Non ne posso più di questa retorica dell’Erasmus. Basta, Renzi, basta. Per il premier è un’ossessione che si porta dietro da quando non era ancora premier e neppure sindaco. Non so chi lo abbia convinto che il collante di un’intera generazione – la sua, la mia, la vostra, qui non ci si capisce più niente con ‘ste generazioni – sia questo benedetto programma di studio all’estero. Forse qualche suo amico scout o magari – e sarebbe nettamente meglio – si è innamorato di Audrey Tautou guardando l’Appartamento spagnolo. Sta di fatto che il giovin signore fiorentino per scrollarsi di dosso quell’aria un po’ democristianetta che lo perseguita non fa altro che sproloquiare (in toscano) di Erasmus. Che probabilmente per lui è la quintessenza della figaggine giovanilistica. Bisogna ammettere che Renzi questa fissazione se la trascina dietro da anni, è stato un vero e proprio pioniere nell’edificazione di questo luogo comune. Frugando un po’ in rete si scopre che già nel 2005 si lanciava in sbilenche analisi sociologiche: “Siamo quelli degli sms e dell’Erasmus al centro di trasformazioni epocali ma per questo serve una politica che cambi, capace di parlare ai giovani e di stare con loro”. Eccolo lì, c’è già tutto il debolissimo Renzipensiero: un impasto di jovanottissmo, cattolicesimo sinistreggiante metallizzato di scintillante giovanilismo, tutto filtrato attraverso un po’ di buonismo internazionalista.

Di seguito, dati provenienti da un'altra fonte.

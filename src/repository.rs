// ─────────────────────────────────────────────────────────────────────────────
// repository.rs — durable strategy/order persistence
//
// Ground truth: analyst/repositories/{order,strategy}.py, read in full.
// Backed by MongoDB (the `mongodb` crate) since spec §6 names Mongo
// configuration explicitly and no example repo in the retrieval pack
// solves durable persistence any other way — see DESIGN.md.
// ─────────────────────────────────────────────────────────────────────────────
use chrono::Utc;
use mongodb::bson::{doc, Document};
use mongodb::options::{ClientOptions, Credential, FindOptions};
use mongodb::{Client, Collection};
use uuid::Uuid;

use crate::error::EngineError;
use crate::model::Order;

pub struct OrderFilter {
    pub strategy_id: Option<Uuid>,
    pub symbol: Option<String>,
    pub statuses: Option<Vec<crate::model::OrderStatus>>,
    pub limit: Option<i64>,
}

impl Default for OrderFilter {
    fn default() -> Self {
        OrderFilter { strategy_id: None, symbol: None, statuses: None, limit: None }
    }
}

pub struct StrategyFilter {
    pub state: Option<String>,
    pub limit: Option<i64>,
}

impl Default for StrategyFilter {
    fn default() -> Self {
        StrategyFilter { state: None, limit: None }
    }
}

pub struct Repository {
    orders: Collection<Order>,
    strategies: Collection<Document>,
}

impl Repository {
    pub async fn connect(
        host: &str,
        port: u16,
        username: &str,
        password: &str,
        database: &str,
        orders_collection: &str,
        strategies_collection: &str,
    ) -> Result<Self, EngineError> {
        let mut options = ClientOptions::parse(format!("mongodb://{host}:{port}"))
            .await
            .map_err(EngineError::from)?;
        if !username.is_empty() {
            options.credential = Some(
                Credential::builder().username(username.to_string()).password(password.to_string()).build(),
            );
        }
        let client = Client::with_options(options).map_err(EngineError::from)?;
        let db = client.database(database);

        Ok(Repository {
            orders: db.collection::<Order>(orders_collection),
            strategies: db.collection::<Document>(strategies_collection),
        })
    }

    // ─── Orders ─────────────────────────────────────────────────────────────

    /// Enforces the dual-uniqueness contract: `(exchange_id, symbol)` and
    /// `internal_id` must each be unique. Updates an existing record in
    /// place when `internal_id` already exists (this is what
    /// `OrderManager::update_order` relies on for create-or-update).
    pub async fn store_order(&self, order: Order) -> Result<Order, EngineError> {
        let existing_by_internal = self
            .orders
            .find_one(doc! {"internal_id": order.internal_id.to_string()}, None)
            .await?;

        if existing_by_internal.is_none() && order.exchange_id != 0 {
            let colliding = self
                .orders
                .find_one(doc! {"exchange_id": order.exchange_id, "symbol": &order.symbol}, None)
                .await?;
            if colliding.is_some() {
                return Err(EngineError::AlreadyExists);
            }
        }

        self.orders
            .replace_one(
                doc! {"internal_id": order.internal_id.to_string()},
                &order,
                mongodb::options::ReplaceOptions::builder().upsert(true).build(),
            )
            .await?;

        Ok(order)
    }

    pub async fn get_order_by_id(&self, internal_id: Uuid) -> Result<Option<Order>, EngineError> {
        Ok(self.orders.find_one(doc! {"internal_id": internal_id.to_string()}, None).await?)
    }

    pub async fn get_order(&self, exchange_id: i64, symbol: &str) -> Result<Option<Order>, EngineError> {
        Ok(self.orders.find_one(doc! {"exchange_id": exchange_id, "symbol": symbol}, None).await?)
    }

    pub async fn list_orders(&self, filter: OrderFilter) -> Result<Vec<Order>, EngineError> {
        let mut query = Document::new();
        if let Some(id) = filter.strategy_id {
            query.insert("strategy_id", id.to_string());
        }
        if let Some(symbol) = filter.symbol {
            query.insert("symbol", symbol);
        }
        if let Some(statuses) = filter.statuses {
            let names: Vec<String> = statuses.iter().map(|s| format!("{s:?}")).collect();
            query.insert("status", doc! {"$in": names});
        }

        let mut find_options = FindOptions::builder().sort(doc! {"created_at": -1}).build();
        if let Some(limit) = filter.limit {
            find_options.limit = Some(limit);
        }

        let mut cursor = self.orders.find(query, find_options).await?;
        let mut results = Vec::new();
        use futures_util::stream::TryStreamExt;
        while let Some(order) = cursor.try_next().await? {
            results.push(order);
        }
        results.reverse(); // restore ascending created_at after the desc-sorted "most recent N" fetch
        Ok(results)
    }

    pub async fn delete_order(&self, internal_id: Uuid) -> Result<(), EngineError> {
        self.orders.delete_one(doc! {"internal_id": internal_id.to_string()}, None).await?;
        Ok(())
    }

    pub async fn delete_all_orders(&self) -> Result<(), EngineError> {
        self.orders.delete_many(doc! {}, None).await?;
        Ok(())
    }

    // ─── Strategies ─────────────────────────────────────────────────────────
    //
    // Stored as raw BSON documents (`name`, `version`, `args`, plus the
    // common Strategy fields) rather than a concrete Rust type, since the
    // concrete shape of `args` varies per strategy version — the registry
    // (strategy/mod.rs) is what knows how to rebuild a concrete strategy
    // from this document.

    pub async fn store_strategy_document(&self, id: Uuid, document: Document) -> Result<(), EngineError> {
        let existing = self.strategies.find_one(doc! {"id": id.to_string()}, None).await?;
        if existing.is_none() {
            self.strategies.insert_one(&document, None).await?;
        } else {
            self.strategies
                .replace_one(doc! {"id": id.to_string()}, document, None)
                .await?;
        }
        Ok(())
    }

    pub async fn get_strategy_document(&self, id: Uuid) -> Result<Option<Document>, EngineError> {
        Ok(self.strategies.find_one(doc! {"id": id.to_string()}, None).await?)
    }

    pub async fn list_running_strategy_documents(&self) -> Result<Vec<Document>, EngineError> {
        let mut cursor = self.strategies.find(doc! {"state": {"$ne": "stopped"}}, None).await?;
        let mut results = Vec::new();
        use futures_util::stream::TryStreamExt;
        while let Some(doc) = cursor.try_next().await? {
            results.push(doc);
        }
        Ok(results)
    }

    /// General-purpose listing for the (out-of-scope) control-plane surface:
    /// optional `state` filter, optional `limit` of the most recent
    /// documents, returned in ascending `created_at` order per spec.md §4.7.
    pub async fn list_strategy_documents(&self, filter: StrategyFilter) -> Result<Vec<Document>, EngineError> {
        let mut query = Document::new();
        if let Some(state) = filter.state {
            query.insert("state", state);
        }

        let mut find_options = FindOptions::builder().sort(doc! {"created_at": -1}).build();
        if let Some(limit) = filter.limit {
            find_options.limit = Some(limit);
        }

        let mut cursor = self.strategies.find(query, find_options).await?;
        let mut results = Vec::new();
        use futures_util::stream::TryStreamExt;
        while let Some(doc) = cursor.try_next().await? {
            results.push(doc);
        }
        results.reverse();
        Ok(results)
    }

    pub async fn delete_strategy(&self, id: Uuid) -> Result<(), EngineError> {
        self.strategies.delete_one(doc! {"id": id.to_string()}, None).await?;
        Ok(())
    }

    pub async fn delete_all_strategies(&self) -> Result<(), EngineError> {
        self.strategies.delete_many(doc! {}, None).await?;
        Ok(())
    }
}

pub fn iso8601_now() -> String {
    // Timestamps stored in ISO-8601 UTC with microseconds stripped, per spec §6.
    Utc::now().format("%Y-%m-%dT%H:%M:%SZ").to_string()
}

#[cfg(test)]
mod tests {
    use super::*;

    #[test]
    fn iso8601_now_has_no_fractional_seconds() {
        let ts = iso8601_now();
        assert!(!ts.contains('.'));
        assert!(ts.ends_with('Z'));
    }
}
// ─────────────────────────────────────────────────────────────────────────────
// error.rs — crate-wide error taxonomy
//
// Mirrors the exchange's own error vocabulary (analyst/crypto/exceptions.py)
// plus the Repository and control-flow kinds. Plain enum + manual Display,
// matching the style already used for OrderError in exchange.rs.
// ─────────────────────────────────────────────────────────────────────────────
use std::fmt;

#[derive(Debug, Clone, PartialEq)]
pub enum EngineError {
    /// I/O failure, connection closed, timeout. Caller retries with backoff.
    TransientNetwork(String),
    /// RateGovernor could not refetch weights to decide whether to block.
    RateLimited(String),
    /// LIMIT_MAKER would have crossed the book; recoverable, strategy walks the grid.
    OrderWouldMatch,
    /// has_sufficient_quantity(...) == false.
    InsufficientFunds,
    InvalidInterval(String),
    WrongDatetimeRange(String),
    InvalidPairCoins(String),
    PriceMustBeSetOnMarketMakingOrder,
    /// Any other non-success exchange response.
    ExchangeError(String),
    NotFound,
    AlreadyExists,
}

impl fmt::Display for EngineError {
    fn fmt(&self, f: &mut fmt::Formatter<'_>) -> fmt::Result {
        match self {
            EngineError::TransientNetwork(msg) => write!(f, "transient network error: {msg}"),
            EngineError::RateLimited(msg) => write!(f, "rate limited: {msg}"),
            EngineError::OrderWouldMatch => write!(f, "order would immediately match and take"),
            EngineError::InsufficientFunds => write!(f, "insufficient funds"),
            EngineError::InvalidInterval(i) => write!(f, "invalid interval: {i}"),
            EngineError::WrongDatetimeRange(d) => write!(f, "datetime out of range: {d}"),
            EngineError::InvalidPairCoins(s) => write!(f, "invalid pair coins: {s}"),
            EngineError::PriceMustBeSetOnMarketMakingOrder => {
                write!(f, "price must be set on market making order")
            }
            EngineError::ExchangeError(msg) => write!(f, "exchange error: {msg}"),
            EngineError::NotFound => write!(f, "not found"),
            EngineError::AlreadyExists => write!(f, "already exists"),
        }
    }
}

impl std::error::Error for EngineError {}

impl From<reqwest::Error> for EngineError {
    fn from(err: reqwest::Error) -> Self {
        EngineError::TransientNetwork(err.to_string())
    }
}

impl From<mongodb::error::Error> for EngineError {
    fn from(err: mongodb::error::Error) -> Self {
        EngineError::TransientNetwork(err.to_string())
    }
}

/// Binance surfaces -2010 for "order would immediately match and take" on
/// LIMIT_MAKER; we match both the exact substring and the code since a
/// localized or reworded message must still resolve correctly (spec Open
/// Question).
pub fn classify_order_create_error(code: Option<i64>, msg: &str) -> EngineError {
    if code == Some(-2010) || msg.contains("Order would immediately match and take") {
        EngineError::OrderWouldMatch
    } else {
        EngineError::ExchangeError(msg.to_string())
    }
}

#[cfg(test)]
mod tests {
    use super::*;

    #[test]
    fn classifies_order_would_match_by_code() {
        let err = classify_order_create_error(Some(-2010), "something else");
        assert_eq!(err, EngineError::OrderWouldMatch);
    }

    #[test]
    fn classifies_order_would_match_by_message() {
        let err = classify_order_create_error(None, "Order would immediately match and take.");
        assert_eq!(err, EngineError::OrderWouldMatch);
    }

    #[test]
    fn falls_back_to_exchange_error() {
        let err = classify_order_create_error(Some(-1013), "Filter failure: LOT_SIZE");
        assert_eq!(err, EngineError::ExchangeError("Filter failure: LOT_SIZE".to_string()));
    }
}
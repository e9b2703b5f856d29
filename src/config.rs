// ─────────────────────────────────────────────────────────────────────────────
// config.rs — environment-loaded settings
//
// Settings loading itself is out of scope (spec §1); this struct is only the
// concrete shape the out-of-scope loader must produce, per the enumerated
// variables in spec §6.
// ─────────────────────────────────────────────────────────────────────────────
fn env_var(key: &str) -> Option<String> {
    std::env::var(key).ok()
}

fn env_bool(key: &str, default: bool) -> bool {
    match env_var(key) {
        Some(v) => v == "true" || v == "1",
        None => default,
    }
}

#[derive(Debug, Clone)]
pub struct ExchangeConfig {
    pub api_url: String,
    pub stream_url: String,
    pub api_key: String,
    pub secret_key: String,
}

#[derive(Debug, Clone, Default)]
pub struct RedisConfig {
    pub host: Option<String>,
    pub port: Option<u16>,
    pub db: Option<u32>,
}

#[derive(Debug, Clone)]
pub struct MongoConfig {
    pub host: String,
    pub port: u16,
    pub username: String,
    pub password: String,
    pub database: String,
}

#[derive(Debug, Clone, Default)]
pub struct RabbitMqConfig {
    pub host: Option<String>,
    pub port: Option<u16>,
    pub username: Option<String>,
    pub password: Option<String>,
}

#[derive(Debug, Clone)]
pub struct BotConfig {
    pub server_host: String,
    pub server_port: u16,
    pub jwt_secret: String,
    pub jwt_algorithm: String,
    pub jwt_expire_delta_seconds: u64,
}

#[derive(Debug, Clone)]
pub struct Config {
    pub exchange: ExchangeConfig,
    pub redis: RedisConfig,
    pub mongo: MongoConfig,
    pub rabbitmq: RabbitMqConfig,
    pub bot: BotConfig,
    pub file_cache_dir: String,
    pub test: bool,
    pub debug: bool,
}

impl Config {
    /// Loads settings the way `main.rs` expects them to already be loaded —
    /// not a generic parser, just the fields this engine core needs.
    pub fn from_env() -> Self {
        Config {
            exchange: ExchangeConfig {
                api_url: env_var("API_URL").unwrap_or_else(|| "https://api.binance.com".to_string()),
                stream_url: env_var("STREAM_URL")
                    .unwrap_or_else(|| "wss://stream.binance.com:443/stream".to_string()),
                api_key: env_var("API_KEY").unwrap_or_default(),
                secret_key: env_var("SECRET_KEY").unwrap_or_default(),
            },
            redis: RedisConfig {
                host: env_var("REDIS_HOST"),
                port: env_var("REDIS_PORT").and_then(|v| v.parse().ok()),
                db: env_var("REDIS_DB").and_then(|v| v.parse().ok()),
            },
            mongo: MongoConfig {
                host: env_var("MONGO_HOST").unwrap_or_else(|| "127.0.0.1".to_string()),
                port: env_var("MONGO_PORT").and_then(|v| v.parse().ok()).unwrap_or(27017),
                username: env_var("MONGO_USERNAME").unwrap_or_default(),
                password: env_var("MONGO_PASSWORD").unwrap_or_default(),
                database: env_var("MONGO_DATABASE").unwrap_or_else(|| "analyst".to_string()),
            },
            rabbitmq: RabbitMqConfig {
                host: env_var("RABBITMQ_HOST"),
                port: env_var("RABBITMQ_PORT").and_then(|v| v.parse().ok()),
                username: env_var("RABBITMQ_USERNAME"),
                password: env_var("RABBITMQ_PASSWORD"),
            },
            bot: BotConfig {
                server_host: env_var("BOT_SERVER_HOST").unwrap_or_else(|| "0.0.0.0".to_string()),
                server_port: env_var("BOT_SERVER_PORT").and_then(|v| v.parse().ok()).unwrap_or(8080),
                jwt_secret: env_var("BOT_JWT_SECRET").unwrap_or_default(),
                jwt_algorithm: env_var("BOT_JWT_ALGORITHM").unwrap_or_else(|| "HS256".to_string()),
                jwt_expire_delta_seconds: env_var("BOT_JWT_EXPIRE_DELTA_SECONDS")
                    .and_then(|v| v.parse().ok())
                    .unwrap_or(3600),
            },
            file_cache_dir: env_var("FILE_CACHE_DIR").unwrap_or_else(|| "./cache".to_string()),
            test: env_bool("TEST", false),
            debug: env_bool("DEBUG", false),
        }
    }

    /// `test=true` routes Repository to `test_*` collections.
    pub fn strategies_collection(&self) -> &'static str {
        if self.test { "test_strategies" } else { "strategies" }
    }

    pub fn orders_collection(&self) -> &'static str {
        if self.test { "test_orders" } else { "orders" }
    }
}

#[cfg(test)]
mod tests {
    use super::*;

    #[test]
    fn defaults_to_production_collections() {
        let cfg = Config {
            exchange: ExchangeConfig {
                api_url: String::new(),
                stream_url: String::new(),
                api_key: String::new(),
                secret_key: String::new(),
            },
            redis: RedisConfig::default(),
            mongo: MongoConfig {
                host: "x".into(),
                port: 27017,
                username: String::new(),
                password: String::new(),
                database: "x".into(),
            },
            rabbitmq: RabbitMqConfig::default(),
            bot: BotConfig {
                server_host: "x".into(),
                server_port: 0,
                jwt_secret: String::new(),
                jwt_algorithm: "HS256".into(),
                jwt_expire_delta_seconds: 0,
            },
            file_cache_dir: "x".into(),
            test: false,
            debug: false,
        };
        assert_eq!(cfg.strategies_collection(), "strategies");
        assert_eq!(cfg.orders_collection(), "orders");
    }
}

Che poi, se gli piace così tanto questo Erasmus, non si capisce perché non lo ha fatto: era troppo impegnato a farsi fotografare insieme a Ciriaco De Mita? E, a ben vedere, nel governo questa leggendaria generazione Erasmus scarseggia. L’unico ministro che a curriculum può vantarlo è Federica Mogherini (è stata ad Aix en Provence). E, probabilmente, è per questo che l’hanno spedita alla Farnesina e pure a Bruxelles.

Ma io questa etichetta di Generazione Erasmus appiccicata in cima alla testa non la voglio. Restare imprigionati in una generazione è peggio che rimanere chiusi in un’ascensore: claustrofobia immediata. Voliamo basso: che cos’è l’Erasmus? Un modo per ubriacarsi e copulare forsennatamente? Se fosse così, farebbe capolino una punta di sfiga: uno deve farsi duemila chilometri per divertirsi? Non può farlo direttamente a casa sua? Non solo. Perché se fosse solo questo, se l’Erasmus fosse un gigantesco Orgasmus, una specie di turismo sessuale sotto copertura, un rito orgiastico coi voti sul libretto, tutto sommato, farebbe anche simpatia. Chi non ha mai fatto una vacanza all’insegna della trasgressione alzi la mano? Suvvia, non ci crede nessuno… Ma qui c’è tutta la prosopopea dello scambio culturale, dell’esperienza formativa, dell’uomo cittadino del mondo (quando invece ha difficoltà a essere anche abitante di se stesso), dell’Europa che è tutta un paesone unico e noi cittadini, praticamente compaesani, dobbiamo familiarizzare, incontrarci, volerci tutti bene e toglierci di dosso il nostro stramaledetto provincialismo. E ancora una volta salta fuori il solito complesso d’inferiorità che se non vai a studiare all’estero non capisci come va davvero il mondo. Una cazzata.

L’Europa è un’accozzaglia di genti che si stanno sulle scatole e la Ue è un’istituzione odiosa e odiata che però mette tutti d’accordo: non la sopporta nessuno. Ma non è mica finita qui: in un’Europa dalle metropoli globalizzate dai consumi e dagli usi, il vero scambio culturale è stare sei mesi in Aspromonte, nella Sila o sull’Appennino tosco-emiliano. O girare il mondo. Senza la foglia di fico dello studio, viaggiando per viaggiare, senza nessun’altra giustificazione. E quindi studiando, davvero. Ma soprattutto senza appartenere a nessuna generazione.